Vanessa’s Law to protect Canadians from unsafe drugs
From Canadian Press (published on Huffington Post):
OTTAWA – The Conservative government has introduced new legislation aimed at protecting consumers from unsafe medications and reducing adverse drug reactions.
The Protecting Canadians from Unsafe Drugs Act is known as Vanessa’s Law in honour of the late daughter of Conservative MP Terence Young.
The 15-year-old died of a heart attack 13 years ago while on a prescription drug for a stomach ailment. The medication was later deemed unsafe and pulled from the market.
Young, MP for Oakville, has been fighting ever since for a more stringent Canadian drug-monitoring system.
Under the new legislation, the government now has the power to initiate mandatory recalls for unsafe drugs and to demand reports from health-care institutions on adverse drug reactions.
The bill also allows the government to impose tough new penalties for unsafe products, including jail time and new fines of up to $5 million a day instead of the current $5,000.
Read the whole story: Vanessa’s Law Honours Memory Of Tory MP Terence Young’s Late Daughter.
Read more about David’s story, and his campaign, on his website below
|In July 2003, at the age of 45, I experienced my first major depression. I started taking 40mg. of the antidepressant Paxil a day. By September, I was feeling mentally healthy again. After forgetting to take Paxil for a few days in February 2004, I weaned myself off the drug. I started to feel depressed again in July. My symptoms included insomnia, increased anxiety, rapid weight loss, low concentration and a lack of energy. I put myself back on 40mg. of Paxil a day.

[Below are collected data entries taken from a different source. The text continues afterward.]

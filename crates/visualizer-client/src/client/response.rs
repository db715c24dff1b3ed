//! Buffered HTTP responses handed back to callers untouched

use bytes::Bytes;
use reqwest::StatusCode;
use reqwest::header::{CONTENT_TYPE, HeaderMap};
use serde::de::DeserializeOwned;
use tracing::debug;

use super::error::{ClientError, Result};

/// A complete backend response: status, headers, final URL and raw body
///
/// Operations that return the "full response" hand this back without
/// looking at the body. Decoding is left to the caller.
#[derive(Debug, Clone)]
pub struct ApiResponse {
    pub status: StatusCode,
    pub headers: HeaderMap,
    pub url: String,
    pub body: Bytes,
}

impl ApiResponse {
    /// Read the whole body of a successful response
    ///
    /// Non-success statuses are turned into [`ClientError::Status`] with the
    /// body text attached.
    pub(crate) async fn read(response: reqwest::Response) -> Result<Self> {
        let status = response.status();
        let url = response.url().to_string();
        let headers = response.headers().clone();

        let body = response.bytes().await.map_err(|source| ClientError::HttpRequest {
            url: url.clone(),
            source,
        })?;

        debug!(%url, %status, size = body.len(), "Visualizer API response");

        if !status.is_success() {
            return Err(ClientError::Status {
                url,
                status,
                body: String::from_utf8_lossy(&body).into_owned(),
            });
        }

        Ok(Self {
            status,
            headers,
            url,
            body,
        })
    }

    pub fn content_type(&self) -> Option<&str> {
        self.headers.get(CONTENT_TYPE).and_then(|v| v.to_str().ok())
    }

    /// Decode the body as JSON
    pub fn json<T: DeserializeOwned>(&self) -> Result<T> {
        serde_json::from_slice(&self.body).map_err(|source| ClientError::Decode {
            url: self.url.clone(),
            source,
        })
    }

    /// Body as text, replacing invalid UTF-8
    pub fn text(&self) -> String {
        String::from_utf8_lossy(&self.body).into_owned()
    }

    pub fn bytes(&self) -> &Bytes {
        &self.body
    }

    pub fn into_bytes(self) -> Bytes {
        self.body
    }
}
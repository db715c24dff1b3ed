use anyhow::{Context, Result};
use clap::{Parser, Subcommand};
use std::path::{Path, PathBuf};
use std::sync::Arc;
use std::time::Duration;
use tracing::info;
use tracing_subscriber::EnvFilter;
use visualizer_client::{
    ApiResponse, AudioUpload, ClientConfig, ProgressCallback, ProgressEvent, VisualizerApi,
    VisualizerSettings,
};

/// Command line front end for the audio visualizer backend
#[derive(Debug, Parser)]
#[command(name = "visualizer", version, about, long_about = None)]
struct Cli {
    /// Backend origin
    #[arg(long, env = "VISUALIZER_API_URL", default_value = visualizer_client::client::DEFAULT_BASE_URL)]
    base_url: String,

    /// Request timeout in seconds
    #[arg(long, env = "VISUALIZER_TIMEOUT_SECS", default_value_t = 300)]
    timeout: u64,

    #[command(subcommand)]
    command: Command,
}

#[derive(Debug, Subcommand)]
enum Command {
    /// Show metadata for a video URL
    Metadata { video_url: String },
    /// Upload a local audio file
    Upload { path: PathBuf },
    /// Have the backend fetch audio for a video URL or id
    UploadUrl { audio_url_id: String },
    /// Render a single preview frame
    Preview {
        /// JSON settings file; defaults are used when omitted
        #[arg(short, long)]
        settings: Option<PathBuf>,
        #[arg(short, long, default_value = "preview.png")]
        out: PathBuf,
    },
    /// Render a video for an uploaded audio file
    Generate {
        filename: String,
        /// JSON settings file; defaults are used when omitted
        #[arg(short, long)]
        settings: Option<PathBuf>,
    },
    /// Download a rendered video
    Download {
        filename: String,
        #[arg(short, long, default_value = ".")]
        dir: PathBuf,
    },
}

#[tokio::main]
async fn main() -> Result<()> {
    tracing_subscriber::fmt()
        .with_env_filter(EnvFilter::try_from_default_env().unwrap_or_else(|_| EnvFilter::new("info")))
        .init();

    let cli = Cli::parse();
    let config = ClientConfig::new(&cli.base_url)?.with_timeout(Duration::from_secs(cli.timeout));
    let api = VisualizerApi::new(config)?;

    match cli.command {
        Command::Metadata { video_url } => {
            let metadata = api.fetch_video_metadata(&video_url).await?;
            println!("{}", serde_json::to_string_pretty(&metadata)?);
        }
        Command::Upload { path } => {
            let upload = AudioUpload::from_path(&path).await?;
            print_json(&api.upload_audio(upload).await?);
        }
        Command::UploadUrl { audio_url_id } => {
            print_json(&api.upload_audio_from_url(&audio_url_id).await?);
        }
        Command::Preview { settings, out } => {
            let settings = load_settings(settings.as_deref()).await?;
            let response = api.generate_preview_image(&settings).await?;
            tokio::fs::write(&out, response.into_bytes())
                .await
                .with_context(|| format!("writing preview to {}", out.display()))?;
            info!("Preview written to {}", out.display());
        }
        Command::Generate { filename, settings } => {
            let settings = load_settings(settings.as_deref()).await?;
            print_json(&api.generate_video(&filename, &settings).await?);
        }
        Command::Download { filename, dir } => {
            let saved = api
                .download_video_with_progress(&filename, &dir, Some(console_progress()))
                .await?;
            println!("{}", saved.path.display());
        }
    }

    Ok(())
}

async fn load_settings(path: Option<&Path>) -> Result<VisualizerSettings> {
    let Some(path) = path else {
        return Ok(VisualizerSettings::default());
    };

    let raw = tokio::fs::read_to_string(path)
        .await
        .with_context(|| format!("reading settings from {}", path.display()))?;
    serde_json::from_str(&raw).with_context(|| format!("parsing settings in {}", path.display()))
}

/// Pretty-print a JSON body, falling back to raw text
fn print_json(response: &ApiResponse) {
    match response.json::<serde_json::Value>() {
        Ok(value) => match serde_json::to_string_pretty(&value) {
            Ok(pretty) => println!("{pretty}"),
            Err(_) => println!("{}", response.text()),
        },
        Err(_) => println!("{}", response.text()),
    }
}

fn console_progress() -> ProgressCallback {
    Arc::new(|event| match event {
        ProgressEvent::DownloadStarted { url, total_size } => match total_size {
            Some(size) => info!("Downloading {} ({} bytes)", url, size),
            None => info!("Downloading {}", url),
        },
        ProgressEvent::DownloadProgress { downloaded, total: Some(total), speed_bps, .. } if total > 0 => {
            let percent = (downloaded as f64 / total as f64) * 100.0;
            info!("{:.1}% ({:.1} MB/s)", percent, speed_bps / 1_000_000.0);
        }
        ProgressEvent::DownloadProgress { downloaded, .. } => info!("{} bytes downloaded", downloaded),
        ProgressEvent::DownloadComplete { final_size, .. } => info!("Download complete ({} bytes)", final_size),
    })
}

A few days after I started taking Paxil again, I was having suicidal thoughts. I thought I could get rid of the thoughts and recover more quickly if I increased my dosage. On July 17, I started taking 60mg. of Paxil a day. Three days later, I planned my suicide. I went from planning my suicide to planning a murder-suicide to planning a murder. On July 31, 2004, I killed my 11-year-old son Ian. I was charged with first-degree murder.

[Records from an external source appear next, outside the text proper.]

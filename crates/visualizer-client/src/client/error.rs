//! Error types for the visualizer API client
//!
//! Every failure is forwarded to the caller as-is. Nothing here retries or
//! recovers; the variants only attach the context (URL, path, status) that
//! the underlying error lacks.

use std::path::PathBuf;
use reqwest::StatusCode;
use thiserror::Error;

/// Errors returned by [`crate::VisualizerApi`] operations
#[derive(Error, Debug)]
pub enum ClientError {
    /// Transport failure or failure reading the response body
    #[error("HTTP request to '{url}' failed")]
    HttpRequest {
        url: String,
        #[source]
        source: reqwest::Error,
    },

    /// The backend answered with a non-success status
    #[error("Request to '{url}' returned {status}")]
    Status {
        url: String,
        status: StatusCode,
        body: String,
    },

    /// The response payload was not the expected JSON
    #[error("Failed to decode response from '{url}'")]
    Decode {
        url: String,
        #[source]
        source: serde_json::Error,
    },

    /// The request payload could not be serialized
    #[error("Failed to encode request payload")]
    Encode {
        #[source]
        source: serde_json::Error,
    },

    /// File system errors while staging a download
    #[error("File operation failed on '{path}' ({operation})")]
    FileSystem {
        path: PathBuf,
        operation: FileOperation,
        #[source]
        source: std::io::Error,
    },

    /// The base URL or an endpoint could not be parsed
    #[error("Invalid URL '{url}'")]
    InvalidUrl {
        url: String,
        #[source]
        source: url::ParseError,
    },

    /// Configuration errors
    #[error("Invalid configuration: {message}")]
    Configuration {
        message: String,
        field: Option<String>,
        suggestion: Option<String>,
    },
}

/// Types of file operations for error context
#[derive(Debug, Clone, PartialEq)]
pub enum FileOperation {
    Read,
    Write,
    Create,
    Move,
    CreateDir,
}

impl std::fmt::Display for FileOperation {
    fn fmt(&self, f: &mut std::fmt::Formatter<'_>) -> std::fmt::Result {
        match self {
            FileOperation::Read => write!(f, "reading"),
            FileOperation::Write => write!(f, "writing"),
            FileOperation::Create => write!(f, "creating"),
            FileOperation::Move => write!(f, "moving"),
            FileOperation::CreateDir => write!(f, "creating directory"),
        }
    }
}

pub type Result<T> = std::result::Result<T, ClientError>;

impl ClientError {
    /// Get error category for logging
    pub fn category(&self) -> &'static str {
        match self {
            ClientError::HttpRequest { .. } => "http_request",
            ClientError::Status { .. } => "status",
            ClientError::Decode { .. } => "decode",
            ClientError::Encode { .. } => "encode",
            ClientError::FileSystem { .. } => "file_system",
            ClientError::InvalidUrl { .. } => "invalid_url",
            ClientError::Configuration { .. } => "configuration",
        }
    }

    /// HTTP status attached to the error, if the backend answered at all
    pub fn status(&self) -> Option<StatusCode> {
        match self {
            ClientError::Status { status, .. } => Some(*status),
            ClientError::HttpRequest { source, .. } => source.status(),
            _ => None,
        }
    }

    /// Get user-facing suggestion for resolving the error
    pub fn suggestion(&self) -> Option<&str> {
        match self {
            ClientError::HttpRequest { source, .. } if source.is_connect() => {
                Some("Check that the visualizer backend is running and reachable")
            }
            ClientError::Configuration { suggestion, .. } => suggestion.as_deref(),
            _ => None,
        }
    }

    pub(crate) fn file_system(path: impl Into<PathBuf>, operation: FileOperation, source: std::io::Error) -> Self {
        ClientError::FileSystem {
            path: path.into(),
            operation,
            source,
        }
    }
}

impl From<reqwest::Error> for ClientError {
    fn from(error: reqwest::Error) -> Self {
        let url = error.url().map(|u| u.to_string()).unwrap_or_else(|| "<unknown>".to_string());
        ClientError::HttpRequest { url, source: error }
    }
}

#[cfg(test)]
mod tests {
    use super::*;

    #[test]
    fn test_status_error_exposes_status() {
        let error = ClientError::Status {
            url: "http://127.0.0.1:8000/generate-video".to_string(),
            status: StatusCode::BAD_REQUEST,
            body: r#"{"error":"videoURL is required"}"#.to_string(),
        };

        assert_eq!(error.status(), Some(StatusCode::BAD_REQUEST));
        assert_eq!(error.category(), "status");
        assert_eq!(
            error.to_string(),
            "Request to 'http://127.0.0.1:8000/generate-video' returned 400 Bad Request"
        );
    }

    #[test]
    fn test_file_system_error_message() {
        let error = ClientError::file_system(
            "/tmp/out/clip.mp4.part",
            FileOperation::Write,
            std::io::Error::new(std::io::ErrorKind::Other, "disk full"),
        );

        assert_eq!(error.category(), "file_system");
        assert!(error.status().is_none());
        assert!(error.to_string().contains("clip.mp4.part"));
        assert!(error.to_string().contains("writing"));
    }

    #[test]
    fn test_configuration_suggestion() {
        let error = ClientError::Configuration {
            message: "timeout must be a number of seconds".to_string(),
            field: Some("VISUALIZER_TIMEOUT_SECS".to_string()),
            suggestion: Some("Set VISUALIZER_TIMEOUT_SECS to e.g. 300".to_string()),
        };

        assert_eq!(error.suggestion(), Some("Set VISUALIZER_TIMEOUT_SECS to e.g. 300"));
    }
}
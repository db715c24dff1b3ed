//! Visualizer Client Library
//!
//! Async client for the audio visualizer backend: fetch video metadata,
//! upload audio, render preview frames and videos, and download the result.
//!
//! # Quick Start
//!
//! ```rust,no_run
//! use visualizer_client::{ClientConfig, GeneratedVideo, VisualizerApi, VisualizerSettings};
//! use std::path::Path;
//!
//! # async fn example() -> visualizer_client::Result<()> {
//! let api = VisualizerApi::new(ClientConfig::new("http://127.0.0.1:8000")?)?;
//!
//! let metadata = api
//!     .fetch_video_metadata("https://www.youtube.com/watch?v=wXhTHyIgQ_U")
//!     .await?;
//! println!("Title: {:?}", metadata.title);
//!
//! api.upload_audio_from_url("wXhTHyIgQ_U").await?;
//!
//! let settings = VisualizerSettings {
//!     file_name: "circles".to_string(),
//!     ..Default::default()
//! };
//! let rendered: GeneratedVideo = api
//!     .generate_video("wXhTHyIgQ_U.mp3", &settings)
//!     .await?
//!     .json()?;
//!
//! if let Some(filename) = rendered.filename() {
//!     let saved = api.download_video(&filename, Path::new(".")).await?;
//!     println!("Saved {} ({} bytes)", saved.path.display(), saved.size);
//! }
//! # Ok(())
//! # }
//! ```
//!
//! Failures are never retried or reinterpreted: transport errors,
//! non-success statuses and malformed payloads come back as [`ClientError`].

pub mod client;

// Re-export commonly used types for convenience
pub use client::{
    ApiResponse, AudioUpload, ClientConfig, ClientError, DownloadedVideo, GeneratedVideo,
    ProgressCallback, ProgressEvent, Result, UploadStatus, VideoMetadata, VisualizerApi,
    VisualizerSettings,
};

In November 2004, I was diagnosed by one of the leading forensic psychiatrists in the world as being in a “major depression” with “psychotic episodes” when I killed Ian. In May 2005, his assessment was supported by another leading forensic psychiatrist, who was hired by the crown attorney. On September 30, 2005, I was judged to be “not criminally responsible on account of a mental disorder” for murdering Ian. I received an absolute discharge from the Ontario Review Board on December 4, 2009.
I hope some of the information posted on this website can help prevent suicidal and homicidal tragedies.